**Work instructions:** From the entries that follow, copy exactly the lines beginning at the line holding "Some(host) if rp_id_covers(&cfg.rp_id, host)" and continuing through the line holding "write to data".

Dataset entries
· · ·
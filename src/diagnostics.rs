use std::path::Path;

use crate::config::Config;

pub fn check(cfg: &Config) -> anyhow::Result<()> {
    let mut errors: Vec<String> = Vec::new();

    // Check 1: origin is a URL with a host, and the RP id covers that host
    match url::Url::parse(&cfg.origin) {
        Ok(origin) => match origin.host_str() {
            Some(host) if rp_id_covers(&cfg.rp_id, host) => {}
            Some(host) => errors.push(format!(
                "RP id '{}' does not cover origin host '{host}'\n  \
                 → pass --rp-id {host} or a parent domain of it",
                cfg.rp_id
            )),
            None => errors.push(format!("origin '{}' has no host", cfg.origin)),
        },
        Err(e) => errors.push(format!(
            "cannot parse origin '{}': {e}\n  \
             → pass a full URL: --origin https://wallet.example.com",
            cfg.origin
        )),
    }

    // Check 2: data dir writable
    match cfg.data_dir() {
        Ok(dir) => {
            if let Err(e) = probe_writable(&dir) {
                errors.push(format!(
                    "cannot write to data dir {}: {e}\n  \
                     → pass a writable --data-dir",
                    dir.display()
                ));
            }
        }
        Err(e) => errors.push(format!("{e}\n  → pass --data-dir explicitly")),
    }

    if errors.is_empty() {
        return Ok(());
    }

    for err in &errors {
        eprintln!("ERROR: {err}");
    }
    anyhow::bail!("{} preflight check(s) failed", errors.len());
}

/// WebAuthn scopes a credential to the RP id and every subdomain of it.
fn rp_id_covers(rp_id: &str, host: &str) -> bool {
    host == rp_id || host.strip_suffix(rp_id).is_some_and(|prefix| prefix.ends_with('.'))
}

fn probe_writable(dir: &Path) -> std::io::Result<()> {
    std::fs::create_dir_all(dir)?;
    let probe = dir.join(".passbound-probe");
    std::fs::write(&probe, b"")?;
    std::fs::remove_file(&probe)
}

#[cfg(test)]
mod tests {
    use super::*;
    use clap::Parser;

    fn config(args: &[&str]) -> Config {
        Config::parse_from(std::iter::once("passbound").chain(args.iter().copied()))
    }

    #[test]
    fn test_rp_id_covers_subdomains_only() {
        assert!(rp_id_covers("localhost", "localhost"));
        assert!(rp_id_covers("example.com", "wallet.example.com"));
        assert!(!rp_id_covers("example.com", "badexample.com"));
        assert!(!rp_id_covers("wallet.example.com", "example.com"));
    }

    #[test]
    fn test_check_passes_with_defaults_and_writable_dir() {
        let dir = tempfile::tempdir().unwrap();
        let cfg = config(&["--data-dir", dir.path().to_str().unwrap()]);
        check(&cfg).expect("defaults must pass preflight");
    }

    #[test]
    fn test_check_reports_every_failure() {
        let dir = tempfile::tempdir().unwrap();
        let blocker = dir.path().join("file");
        std::fs::write(&blocker, b"x").unwrap();
        let cfg = config(&[
            "--origin",
            "https://wallet.example.com",
            "--rp-id",
            "other.com",
            "--data-dir",
            blocker.join("sub").to_str().unwrap(),
        ]);
        let err = check(&cfg).unwrap_err();
        assert_eq!(err.to_string(), "2 preflight check(s) failed");
    }
}
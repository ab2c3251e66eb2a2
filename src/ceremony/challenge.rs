use hmac::{Hmac, Mac};
use rand::RngCore;
use sha2::Sha256;
use std::collections::HashMap;
use std::sync::{Arc, Mutex};
use std::time::{SystemTime, UNIX_EPOCH};

use super::CeremonyError;
use super::encoding::{b64url_decode, b64url_encode};

type HmacSha256 = Hmac<Sha256>;

const NONCE_LEN: usize = 16;
const TAG_LEN: usize = 16;
/// issued_at(8) || nonce(16) || tag(16)
const CHALLENGE_LEN: usize = 8 + NONCE_LEN + TAG_LEN;
/// Tolerated clock skew for challenges that claim to come from the future.
const MAX_SKEW_MS: u64 = 5_000;

pub trait Clock: Send + Sync {
    fn now_ms(&self) -> u64;
}

pub struct SystemClock;

impl Clock for SystemClock {
    fn now_ms(&self) -> u64 {
        SystemTime::now()
            .duration_since(UNIX_EPOCH)
            .unwrap_or_default()
            .as_millis() as u64
    }
}

/// Issues self-describing challenges and redeems each one at most once.
///
/// A challenge carries its issue time and an HMAC over the relying party id,
/// so no per-challenge state exists until it is redeemed. Redeemed nonces are
/// remembered until they would have expired anyway.
pub struct ChallengeIssuer {
    secret: [u8; 32],
    timeout_ms: u64,
    clock: Arc<dyn Clock>,
    spent: Mutex<HashMap<[u8; NONCE_LEN], u64>>,
}

impl ChallengeIssuer {
    pub fn new(timeout_ms: u64) -> Self {
        let mut secret = [0u8; 32];
        rand::thread_rng().fill_bytes(&mut secret);
        Self::with_secret(secret, timeout_ms, Arc::new(SystemClock))
    }

    pub fn with_secret(secret: [u8; 32], timeout_ms: u64, clock: Arc<dyn Clock>) -> Self {
        Self { secret, timeout_ms, clock, spent: Mutex::new(HashMap::new()) }
    }

    pub fn timeout_ms(&self) -> u64 {
        self.timeout_ms
    }

    pub fn now_ms(&self) -> u64 {
        self.clock.now_ms()
    }

    pub fn issue(&self, rp_id: &str) -> Result<String, CeremonyError> {
        let issued_at = self.clock.now_ms();
        let mut nonce = [0u8; NONCE_LEN];
        rand::thread_rng().fill_bytes(&mut nonce);
        let tag = self.tag(rp_id, issued_at, &nonce)?;

        let mut raw = Vec::with_capacity(CHALLENGE_LEN);
        raw.extend_from_slice(&issued_at.to_be_bytes());
        raw.extend_from_slice(&nonce);
        raw.extend_from_slice(&tag[..TAG_LEN]);
        Ok(b64url_encode(&raw))
    }

    /// Consume `challenge`. Fails if it was not issued here for `rp_id`, is
    /// older than the ceremony timeout, or was already redeemed.
    pub fn redeem(&self, challenge: &str, rp_id: &str) -> Result<(), CeremonyError> {
        let raw = b64url_decode(challenge).map_err(|_| CeremonyError::UnknownChallenge)?;
        if raw.len() != CHALLENGE_LEN {
            return Err(CeremonyError::UnknownChallenge);
        }
        let issued_at = u64::from_be_bytes(raw[..8].try_into().unwrap_or_default());
        let nonce: [u8; NONCE_LEN] = raw[8..8 + NONCE_LEN]
            .try_into()
            .map_err(|_| CeremonyError::UnknownChallenge)?;

        let mut mac = self.mac()?;
        mac.update(rp_id.as_bytes());
        mac.update(&issued_at.to_be_bytes());
        mac.update(&nonce);
        mac.verify_truncated_left(&raw[8 + NONCE_LEN..])
            .map_err(|_| CeremonyError::UnknownChallenge)?;

        let now = self.clock.now_ms();
        if issued_at > now + MAX_SKEW_MS {
            return Err(CeremonyError::UnknownChallenge);
        }
        let age = now.saturating_sub(issued_at);
        if age > self.timeout_ms {
            tracing::warn!(age_ms = age, timeout_ms = self.timeout_ms, "Stale challenge");
            return Err(CeremonyError::StaleChallenge { age_ms: age });
        }

        let mut spent = self
            .spent
            .lock()
            .map_err(|_| CeremonyError::Internal("challenge set poisoned".into()))?;
        spent.retain(|_, expires| *expires > now);
        if spent.contains_key(&nonce) {
            return Err(CeremonyError::ChallengeReused);
        }
        spent.insert(nonce, issued_at + self.timeout_ms + MAX_SKEW_MS);
        Ok(())
    }

    pub fn spent_count(&self) -> usize {
        self.spent.lock().map(|s| s.len()).unwrap_or(0)
    }

    fn mac(&self) -> Result<HmacSha256, CeremonyError> {
        HmacSha256::new_from_slice(&self.secret).map_err(|e| CeremonyError::Internal(e.to_string()))
    }

    fn tag(&self, rp_id: &str, issued_at: u64, nonce: &[u8]) -> Result<Vec<u8>, CeremonyError> {
        let mut mac = self.mac()?;
        mac.update(rp_id.as_bytes());
        mac.update(&issued_at.to_be_bytes());
        mac.update(nonce);
        Ok(mac.finalize().into_bytes().to_vec())
    }
}

/// Clock whose time is set by hand.
#[derive(Default)]
pub struct ManualClock(std::sync::atomic::AtomicU64);

impl ManualClock {
    pub fn new(start_ms: u64) -> Self {
        Self(std::sync::atomic::AtomicU64::new(start_ms))
    }

    pub fn advance(&self, ms: u64) {
        self.0.fetch_add(ms, std::sync::atomic::Ordering::SeqCst);
    }
}

impl Clock for ManualClock {
    fn now_ms(&self) -> u64 {
        self.0.load(std::sync::atomic::Ordering::SeqCst)
    }
}

#[cfg(test)]
mod tests {
    use super::*;

    fn issuer() -> (ChallengeIssuer, Arc<ManualClock>) {
        let clock = Arc::new(ManualClock::new(1_700_000_000_000));
        (ChallengeIssuer::with_secret([7u8; 32], 60_000, clock.clone()), clock)
    }

    #[test]
    fn test_challenge_redeems_once() {
        let (issuer, _) = issuer();
        let c = issuer.issue("localhost").unwrap();
        issuer.redeem(&c, "localhost").unwrap();
        assert!(matches!(issuer.redeem(&c, "localhost"), Err(CeremonyError::ChallengeReused)));
    }

    #[test]
    fn test_challenge_bound_to_rp_id() {
        let (issuer, _) = issuer();
        let c = issuer.issue("localhost").unwrap();
        assert!(matches!(issuer.redeem(&c, "evil.example"), Err(CeremonyError::UnknownChallenge)));
    }

    #[test]
    fn test_challenge_from_other_issuer_rejected() {
        let (issuer, clock) = issuer();
        let other = ChallengeIssuer::with_secret([8u8; 32], 60_000, clock);
        let c = other.issue("localhost").unwrap();
        assert!(matches!(issuer.redeem(&c, "localhost"), Err(CeremonyError::UnknownChallenge)));
    }

    #[test]
    fn test_late_response_is_stale() {
        let (issuer, clock) = issuer();
        let c = issuer.issue("localhost").unwrap();
        clock.advance(60_001);
        assert!(matches!(
            issuer.redeem(&c, "localhost"),
            Err(CeremonyError::StaleChallenge { age_ms: 60_001 })
        ));
    }

    #[test]
    fn test_response_at_timeout_boundary_accepted() {
        let (issuer, clock) = issuer();
        let c = issuer.issue("localhost").unwrap();
        clock.advance(60_000);
        issuer.redeem(&c, "localhost").unwrap();
    }

    #[test]
    fn test_spent_set_is_reaped() {
        let (issuer, clock) = issuer();
        let c = issuer.issue("localhost").unwrap();
        issuer.redeem(&c, "localhost").unwrap();
        assert_eq!(issuer.spent_count(), 1);
        clock.advance(120_000);
        let c2 = issuer.issue("localhost").unwrap();
        issuer.redeem(&c2, "localhost").unwrap();
        assert_eq!(issuer.spent_count(), 1, "expired nonce must be reaped");
    }

    #[test]
    fn test_garbage_challenge_rejected() {
        let (issuer, _) = issuer();
        assert!(matches!(issuer.redeem("!!!", "localhost"), Err(CeremonyError::UnknownChallenge)));
        assert!(matches!(issuer.redeem("AAAA", "localhost"), Err(CeremonyError::UnknownChallenge)));
    }
}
· · ·
**Reply:**
            Some(host) if rp_id_covers(&cfg.rp_id, host) => {}
            Some(host) => errors.push(format!(
                "RP id '{}' does not cover origin host '{host}'\n  \
                 → pass --rp-id {host} or a parent domain of it",
                cfg.rp_id
            )),
            None => errors.push(format!("origin '{}' has no host", cfg.origin)),
        },
        Err(e) => errors.push(format!(
            "cannot parse origin '{}': {e}\n  \
             → pass a full URL: --origin https://wallet.example.com",
            cfg.origin
        )),
    }

    // Check 2: data dir writable
    match cfg.data_dir() {
        Ok(dir) => {
            if let Err(e) = probe_writable(&dir) {
                errors.push(format!(
                    "cannot write to data dir {}: {e}\n  \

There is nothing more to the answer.